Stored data

###

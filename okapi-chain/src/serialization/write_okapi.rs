use std::io;

use byteorder::{LittleEndian, WriteBytesExt};

/// Extends [`Write`] with methods for writing Okapi wire types.
///
/// [`Write`]: https://doc.rust-lang.org/std/io/trait.Write.html
pub trait WriteOkapiExt: io::Write {
    /// Writes a `u64` using the variable-length `CompactSize` encoding.
    ///
    /// Values are written in their canonical (shortest) form, matching the
    /// checks performed by `read_compactsize`.
    ///
    /// # Examples
    ///
    /// ```
    /// use okapi_chain::serialization::WriteOkapiExt;
    ///
    /// let mut buf = Vec::new();
    /// buf.write_compactsize(0x12).unwrap();
    /// assert_eq!(buf, b"\x12");
    ///
    /// let mut buf = Vec::new();
    /// buf.write_compactsize(0xfd).unwrap();
    /// assert_eq!(buf, b"\xfd\xfd\x00");
    /// ```
    #[inline]
    fn write_compactsize(&mut self, n: u64) -> io::Result<()> {
        match n {
            0x0000_0000..=0x0000_00fc => self.write_u8(n as u8),
            0x0000_00fd..=0x0000_ffff => {
                self.write_u8(0xfd)?;
                self.write_u16::<LittleEndian>(n as u16)
            }
            0x0001_0000..=0xffff_ffff => {
                self.write_u8(0xfe)?;
                self.write_u32::<LittleEndian>(n as u32)
            }
            0x1_0000_0000..=0xffff_ffff_ffff_ffff => {
                self.write_u8(0xff)?;
                self.write_u64::<LittleEndian>(n)
            }
        }
    }

    /// Convenience method to write exactly 32 u8's.
    #[inline]
    fn write_32_bytes(&mut self, bytes: &[u8; 32]) -> io::Result<()> {
        self.write_all(bytes)
    }
}

/// Mark all types implementing `Write` as implementing the extension.
impl<W: io::Write + ?Sized> WriteOkapiExt for W {}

###

— Your objective —
All of the entries must be quoted exactly; please include each one.

— Answer space —
filename okapi-chain/src/serialization/write_okapi.rs
use std::io;

use byteorder::{LittleEndian, WriteBytesExt};

/// Extends [`Write`] with methods for writing Okapi wire types.
///
/// [`Write`]: https://doc.rust-lang.org/std/io/trait.Write.html
pub trait WriteOkapiExt: io::Write {
    /// Writes a `u64` using the variable-length `CompactSize` encoding.
    ///
    /// Values are written in their canonical (shortest) form, matching the
    /// checks performed by `read_compactsize`.
    ///
    /// # Examples
    ///
    /// ```
    /// use okapi_chain::serialization::WriteOkapiExt;
    ///
    /// let mut buf = Vec::new();
    /// buf.write_compactsize(0x12).unwrap();
    /// assert_eq!(buf, b"\x12");
    ///
    /// let mut buf = Vec::new();
    /// buf.write_compactsize(0xfd).unwrap();
    /// assert_eq!(buf, b"\xfd\xfd\x00");
    /// ```
    #[inline]
    fn write_compactsize(&mut self, n: u64) -> io::Result<()> {
        match n {
            0x0000_0000..=0x0000_00fc => self.write_u8(n as u8),
            0x0000_00fd..=0x0000_ffff => {
                self.write_u8(0xfd)?;
                self.write_u16::<LittleEndian>(n as u16)
            }
            0x0001_0000..=0xffff_ffff => {
                self.write_u8(0xfe)?;
                self.write_u32::<LittleEndian>(n as u32)
            }
            0x1_0000_0000..=0xffff_ffff_ffff_ffff => {
                self.write_u8(0xff)?;
                self.write_u64::<LittleEndian>(n)
            }
        }
    }

    /// Convenience method to write exactly 32 u8's.
    #[inline]
    fn write_32_bytes(&mut self, bytes: &[u8; 32]) -> io::Result<()> {
        self.write_all(bytes)
    }
}

/// Mark all types implementing `Write` as implementing the extension.
impl<W: io::Write + ?Sized> WriteOkapiExt for W {}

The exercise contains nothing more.